> **REQUIRED ACTION**
Each line in the records that mentions the word "Ground" needs to be listed.

> **GIVEN RECORDS**
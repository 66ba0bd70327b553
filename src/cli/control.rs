use std::io;
use std::time::Duration;

use anyhow::{Context, Result, bail};
use clap::{Args, Subcommand, ValueEnum};
use serde::Serialize;
use time::OffsetDateTime;
use tokio::time::timeout;
use tracing::instrument;

use crate::cli::command::{FakeArgs, parse_duration};
use crate::cli::connect::{ConnectArgs, spawn_coordinator, wait_until_connected};
use crate::cli::ui::Painter;
use crate::cli::{OutputFormat, write_json_line};
use crate::codec::Backlight;
use crate::coordinator::{CommandOutcome, Coordinator};
use crate::detect::Generation;

/// JSON result emitted by a `control` action.
#[derive(Serialize)]
#[serde(tag = "action", rename_all = "snake_case")]
enum ControlResult {
    Relay {
        state: Toggle,
        outcome: CommandOutcome,
    },
    Backlight {
        level: u8,
        outcome: CommandOutcome,
    },
    NeutralDetection {
        state: Toggle,
        outcome: CommandOutcome,
    },
    ResetEnergy {
        outcome: CommandOutcome,
    },
    SyncTime {
        unix_timestamp: i64,
        outcome: CommandOutcome,
    },
}

/// Arguments for the `control` command.
#[derive(Debug, Args)]
pub struct ControlArgs {
    #[command(flatten)]
    connect: ConnectArgs,
    /// How long to wait for the first successful connection (e.g. `45s`).
    #[arg(long, value_parser = parse_duration, default_value = "60s")]
    connect_timeout: Duration,
    #[command(subcommand)]
    action: ControlAction,
}

impl ControlArgs {
    /// Creates control arguments for one action.
    ///
    /// ```
    /// use hughes::{ConnectArgs, ControlAction, ControlArgs, Toggle, ToggleArgs};
    ///
    /// let args = ControlArgs::new(
    ///     ConnectArgs::new("WD_V6_01"),
    ///     ControlAction::Relay(ToggleArgs::new(Toggle::Off)),
    /// );
    /// let _ = args;
    /// ```
    #[must_use]
    pub fn new(connect: ConnectArgs, action: ControlAction) -> Self {
        Self {
            connect,
            connect_timeout: Duration::from_secs(60),
            action,
        }
    }
}

/// Command sent by `control`.
#[derive(Debug, Subcommand)]
pub enum ControlAction {
    /// Switch the relay on or off.
    Relay(ToggleArgs),
    /// Set the display backlight level (0..=5).
    Backlight(BacklightArgs),
    /// Enable or disable neutral detection.
    NeutralDetection(ToggleArgs),
    /// Reset the cumulative energy counter.
    ResetEnergy,
    /// Set the device clock; sent as UTC.
    SyncTime(SyncTimeArgs),
}

/// On/off switch argument.
#[derive(Debug, Args)]
pub struct ToggleArgs {
    #[arg(value_enum)]
    state: Toggle,
}

impl ToggleArgs {
    /// Creates a toggle argument.
    #[must_use]
    pub fn new(state: Toggle) -> Self {
        Self { state }
    }
}

/// Requested switch position.
#[derive(
    Debug, Clone, Copy, Eq, PartialEq, ValueEnum, Serialize, strum_macros::Display,
)]
#[serde(rename_all = "snake_case")]
#[strum(serialize_all = "snake_case")]
pub enum Toggle {
    /// Switch off.
    Off,
    /// Switch on.
    On,
}

impl Toggle {
    fn is_on(self) -> bool {
        self == Self::On
    }
}

/// Arguments for `control backlight`.
#[derive(Debug, Args)]
pub struct BacklightArgs {
    #[arg(value_parser = parse_backlight)]
    level: u8,
}

/// Arguments for `control sync-time`.
#[derive(Debug, Args)]
pub struct SyncTimeArgs {
    /// Unix timestamp to send; defaults to the current time.
    #[arg(long)]
    unix: Option<i64>,
}

impl SyncTimeArgs {
    /// Creates sync-time arguments with an optional fixed timestamp.
    #[must_use]
    pub fn new(unix: Option<i64>) -> Self {
        Self { unix }
    }

    fn resolve_timestamp(&self) -> Result<OffsetDateTime> {
        match self.unix {
            Some(unix) => OffsetDateTime::from_unix_timestamp(unix)
                .with_context(|| format!("invalid unix timestamp {unix}")),
            None => Ok(OffsetDateTime::now_utc()),
        }
    }
}

fn parse_backlight(value: &str) -> Result<u8, String> {
    let parsed = value.parse::<u8>().map_err(|error| error.to_string())?;
    Backlight::new(parsed)
        .map(Backlight::value)
        .map_err(|error| error.to_string())
}

/// Executes the `control` command.
#[instrument(skip_all, level = "info", fields(action = ?args.action, ?output_format))]
pub(crate) async fn run<W>(
    args: &ControlArgs,
    fake: Option<FakeArgs>,
    out: &mut W,
    painter: &Painter,
    output_format: OutputFormat,
) -> Result<()>
where
    W: io::Write,
{
    let coordinator = spawn_coordinator(&args.connect, fake).await?;
    let result = run_with_coordinator(&coordinator, args, out, painter, output_format).await;
    coordinator.shutdown().await;
    result
}

async fn run_with_coordinator<W>(
    coordinator: &Coordinator,
    args: &ControlArgs,
    out: &mut W,
    painter: &Painter,
    output_format: OutputFormat,
) -> Result<()>
where
    W: io::Write,
{
    // Gen1 has no command channel; the coordinator rejects without a link.
    if coordinator.snapshot().model().generation() == Generation::Gen2 {
        match timeout(args.connect_timeout, wait_until_connected(coordinator)).await {
            Ok(true) => {}
            Ok(false) => bail!("coordinator stopped before connecting"),
            Err(_elapsed) => bail!(
                "not connected after {}",
                humantime::format_duration(args.connect_timeout)
            ),
        }
    }

    let (summary, result) = match &args.action {
        ControlAction::Relay(toggle) => {
            let outcome = coordinator.set_relay(toggle.state.is_on()).await?;
            (
                format!("Relay {}", toggle.state),
                ControlResult::Relay {
                    state: toggle.state,
                    outcome,
                },
            )
        }
        ControlAction::Backlight(backlight) => {
            let outcome = coordinator.set_backlight(backlight.level).await?;
            (
                format!("Backlight {}", backlight.level),
                ControlResult::Backlight {
                    level: backlight.level,
                    outcome,
                },
            )
        }
        ControlAction::NeutralDetection(toggle) => {
            let outcome = coordinator
                .set_neutral_detection(toggle.state.is_on())
                .await?;
            (
                format!("Neutral detection {}", toggle.state),
                ControlResult::NeutralDetection {
                    state: toggle.state,
                    outcome,
                },
            )
        }
        ControlAction::ResetEnergy => {
            let outcome = coordinator.reset_energy().await?;
            (
                "Energy reset".to_string(),
                ControlResult::ResetEnergy { outcome },
            )
        }
        ControlAction::SyncTime(sync_time) => {
            let timestamp = sync_time.resolve_timestamp()?;
            let outcome = coordinator.sync_time(timestamp).await?;
            (
                format!("Synced time (UTC unix {})", timestamp.unix_timestamp()),
                ControlResult::SyncTime {
                    unix_timestamp: timestamp.unix_timestamp(),
                    outcome,
                },
            )
        }
    };

    match output_format {
        OutputFormat::Pretty => {
            let outcome = match result.outcome() {
                CommandOutcome::Confirmed => painter.success(result.outcome().to_string()),
                CommandOutcome::Unconfirmed => painter.warning(result.outcome().to_string()),
            };
            writeln!(out, "{}: {outcome}", painter.value(summary))?;
        }
        OutputFormat::Json => write_json_line(out, &result)?,
    }

    Ok(())
}

impl ControlResult {
    fn outcome(&self) -> CommandOutcome {
        match self {
            Self::Relay { outcome, .. }
            | Self::Backlight { outcome, .. }
            | Self::NeutralDetection { outcome, .. }
            | Self::ResetEnergy { outcome }
            | Self::SyncTime { outcome, .. } => *outcome,
        }
    }
}
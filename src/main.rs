use std::process::ExitCode;

use clap::Parser;

use hughes::{Args, run_with_log_level};

#[tokio::main]
async fn main() -> ExitCode {
    let args = Args::parse();
    let mut stdout = std::io::stdout();

    let run_result = async {
        let log_level = args.log_level();
        let output_format = args.output_format();
        let (command, maybe_fake_args) = args.into_command_and_fake_args();

        run_with_log_level(
            command,
            &mut stdout,
            maybe_fake_args,
            log_level,
            output_format,
        )
        .await
    }
    .await;

    match run_result {
        Ok(()) => ExitCode::SUCCESS,
        Err(error) => {
            eprintln!("error: {error:#}");
            ExitCode::from(1)
        }
    }
}
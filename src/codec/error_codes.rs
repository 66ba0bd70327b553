use crate::detect::Generation;

const GEN1_ERROR_TEXT: [&str; 10] = [
    "OK",
    "Overvoltage L1",
    "Overvoltage L2",
    "Undervoltage L1",
    "Undervoltage L2",
    "Overcurrent L1",
    "Overcurrent L2",
    "Hot/Neutral Reversed",
    "Lost Ground",
    "No RV Neutral",
];

const GEN2_ERROR_TEXT: [&str; 15] = [
    "OK",
    "Voltage Error L1",
    "Voltage Error L2",
    "Over Current L1",
    "Over Current L2",
    "Neutral Reversed L1",
    "Neutral Reversed L2",
    "Missing Ground",
    "Neutral Missing",
    "Surge Protection Used Up",
    "E10",
    "Frequency Error L1",
    "Frequency Error L2",
    "F3",
    "F4",
];

/// Resolves a device error code to display text.
///
/// Codes outside the generation's table resolve to `Unknown (<code>)`.
///
/// ```
/// use hughes::{Generation, error_text};
///
/// assert_eq!("Lost Ground", error_text(Generation::Gen1, 8));
/// assert_eq!("Missing Ground", error_text(Generation::Gen2, 7));
/// assert_eq!("Unknown (200)", error_text(Generation::Gen2, 200));
/// ```
#[must_use]
pub fn error_text(generation: Generation, code: u8) -> String {
    let table: &[&str] = match generation {
        Generation::Gen1 => &GEN1_ERROR_TEXT,
        Generation::Gen2 => &GEN2_ERROR_TEXT,
    };

    table
        .get(usize::from(code))
        .map_or_else(|| format!("Unknown ({code})"), |text| (*text).to_string())
}

#[cfg(test)]
mod tests {
    use pretty_assertions::assert_eq;
    use rstest::rstest;

    use super::*;

    #[rstest]
    #[case(Generation::Gen1, 0, "OK")]
    #[case(Generation::Gen1, 9, "No RV Neutral")]
    #[case(Generation::Gen1, 10, "Unknown (10)")]
    #[case(Generation::Gen2, 9, "Surge Protection Used Up")]
    #[case(Generation::Gen2, 14, "F4")]
    #[case(Generation::Gen2, 15, "Unknown (15)")]
    #[case(Generation::Gen2, 255, "Unknown (255)")]
    fn error_text_uses_generation_table(
        #[case] generation: Generation,
        #[case] code: u8,
        #[case] expected: &str,
    ) {
        assert_eq!(expected, error_text(generation, code));
    }
}
use std::io;

use anyhow::Result;
use clap::Args;
use serde::Serialize;
use tracing::instrument;

use crate::cli::OutputFormat;
use crate::cli::ui::{Painter, Table, model_label};
use crate::cli::write_json_line;
use crate::codec::GEN1_FRAME_LEN;
use crate::detect::{DeviceModel, Generation, ModelDetector};
use crate::protocol::{endpoint_metadata, endpoints_for};

/// Arguments for the `detect` command.
#[derive(Debug, Args)]
pub struct DetectArgs {
    /// Advertised BLE name, e.g. `WD_E8_0001` or `PMD30`.
    name: String,
}

impl DetectArgs {
    /// Creates detect arguments for one advertised name.
    #[must_use]
    pub fn new(name: impl Into<String>) -> Self {
        Self { name: name.into() }
    }
}

#[derive(Serialize)]
struct DetectReport<'a> {
    name: &'a str,
    watchdog_name: bool,
    #[serde(flatten)]
    model: &'a DeviceModel,
    service: &'static str,
}

/// Executes the `detect` command.
#[instrument(skip(args, out), level = "debug", fields(name = %args.name))]
pub(crate) fn run<W>(
    args: &DetectArgs,
    out: &mut W,
    painter: &Painter,
    output_format: OutputFormat,
) -> Result<()>
where
    W: io::Write,
{
    let model = ModelDetector::detect(&args.name);
    let watchdog_name = ModelDetector::is_watchdog_name(&args.name);
    let service = endpoint_metadata(endpoints_for(model.generation()).service).uuid();

    match output_format {
        OutputFormat::Pretty => {
            let framing = match model.generation() {
                Generation::Gen1 => format!("{GEN1_FRAME_LEN}-byte paired frames"),
                Generation::Gen2 => "magic-delimited packets".to_string(),
            };
            let recognised = if watchdog_name {
                painter.success("yes")
            } else {
                painter.warning("no (assuming gen1)")
            };
            let table = Table::key_value(
                painter,
                vec![
                    ("model", painter.value(model_label(&model))),
                    ("recognised", recognised),
                    ("service", service.to_string()),
                    ("framing", framing),
                ],
            );
            writeln!(out, "{} {}", painter.heading("Detected:"), painter.value(&args.name))?;
            writeln!(out, "{table}")?;
        }
        OutputFormat::Json => write_json_line(
            out,
            &DetectReport {
                name: &args.name,
                watchdog_name,
                model: &model,
                service,
            },
        )?,
    }

    Ok(())
}
// src/websocket/transport.rs
use crate::error::Result;
use async_trait::async_trait;
use serde::{Deserialize, Serialize};
use serde_json::{json, Value};
use solana_sdk::{commitment_config::CommitmentConfig, pubkey::Pubkey};
use std::sync::Arc;

/// What a persistent subscription listens to.
#[derive(Debug, Clone, PartialEq, Eq, Hash, Serialize, Deserialize)]
pub enum SubscriptionTarget {
    /// Transaction logs mentioning a program (new pools, swaps).
    Logs { mentions: Pubkey },
    /// Every account owned by a program.
    Program { program_id: Pubkey },
    /// A single account.
    Account { pubkey: Pubkey },
    Slot,
}

impl SubscriptionTarget {
    pub fn subscribe_method(&self) -> &'static str {
        match self {
            SubscriptionTarget::Logs { .. } => "logsSubscribe",
            SubscriptionTarget::Program { .. } => "programSubscribe",
            SubscriptionTarget::Account { .. } => "accountSubscribe",
            SubscriptionTarget::Slot => "slotSubscribe",
        }
    }

    pub fn unsubscribe_method(&self) -> &'static str {
        match self {
            SubscriptionTarget::Logs { .. } => "logsUnsubscribe",
            SubscriptionTarget::Program { .. } => "programUnsubscribe",
            SubscriptionTarget::Account { .. } => "accountUnsubscribe",
            SubscriptionTarget::Slot => "slotUnsubscribe",
        }
    }

    pub fn subscribe_params(&self) -> Value {
        let commitment = CommitmentConfig::processed().commitment;
        match self {
            SubscriptionTarget::Logs { mentions } => json!([
                { "mentions": [mentions.to_string()] },
                { "commitment": commitment }
            ]),
            SubscriptionTarget::Program { program_id } => json!([
                program_id.to_string(),
                { "encoding": "base64", "commitment": commitment }
            ]),
            SubscriptionTarget::Account { pubkey } => json!([
                pubkey.to_string(),
                { "encoding": "base64", "commitment": commitment }
            ]),
            SubscriptionTarget::Slot => json!([]),
        }
    }
}

impl std::fmt::Display for SubscriptionTarget {
    fn fmt(&self, f: &mut std::fmt::Formatter<'_>) -> std::fmt::Result {
        match self {
            SubscriptionTarget::Logs { mentions } => write!(f, "logs:{}", mentions),
            SubscriptionTarget::Program { program_id } => write!(f, "program:{}", program_id),
            SubscriptionTarget::Account { pubkey } => write!(f, "account:{}", pubkey),
            SubscriptionTarget::Slot => write!(f, "slot"),
        }
    }
}

/// A notification as the transport decoded it, before it is tagged with the
/// local subscription id.
#[derive(Debug, Clone)]
pub struct RawNotification {
    pub slot: Option<u64>,
    pub value: Value,
}

/// What a subscriber's callback receives.
#[derive(Debug, Clone, Serialize)]
pub struct StreamEvent {
    pub subscription_id: String,
    pub slot: Option<u64>,
    pub payload: Value,
    pub received_at_ms: u64,
}

pub type NotificationListener = Arc<dyn Fn(RawNotification) + Send + Sync>;

/// One live streaming connection. Dropped wholesale on reconnect.
#[async_trait]
pub trait StreamTransport: Send + Sync + 'static {
    /// Registers `target` and routes its notifications to `listener`.
    /// Returns the provider's subscription handle.
    async fn attach(&self, target: &SubscriptionTarget, listener: NotificationListener) -> Result<u64>;

    /// Unregisters a handle. May fail on a dead connection; callers swallow that.
    async fn detach(&self, target: &SubscriptionTarget, handle: u64) -> Result<()>;

    /// Cheap round trip proving the connection itself still answers.
    async fn ping(&self) -> Result<()>;

    /// Tears the connection down without any unregistration.
    fn close(&self);
}

#[async_trait]
pub trait StreamTransportFactory: Send + Sync + 'static {
    type Transport: StreamTransport;

    fn url(&self) -> &str;

    async fn connect(&self) -> Result<Arc<Self::Transport>>;
}

#[cfg(test)]
mod tests {
    use super::*;

    #[test]
    fn test_logs_subscribe_params() {
        let program = Pubkey::new_unique();
        let target = SubscriptionTarget::Logs { mentions: program };
        assert_eq!(target.subscribe_method(), "logsSubscribe");
        assert_eq!(target.unsubscribe_method(), "logsUnsubscribe");
        let params = target.subscribe_params();
        assert_eq!(params[0]["mentions"][0], program.to_string());
        assert_eq!(params[1]["commitment"], "processed");
        assert_eq!(target.to_string(), format!("logs:{}", program));
    }

    #[test]
    fn test_slot_subscribe_has_no_params() {
        assert_eq!(SubscriptionTarget::Slot.subscribe_params(), json!([]));
        assert_eq!(SubscriptionTarget::Slot.subscribe_method(), "slotSubscribe");
    }
}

> **ANSWER TO THIS PROBLEM**
    "Lost Ground",
    "Missing Ground",
/// assert_eq!("Lost Ground", error_text(Generation::Gen1, 8));
/// assert_eq!("Missing Ground", error_text(Generation::Gen2, 7));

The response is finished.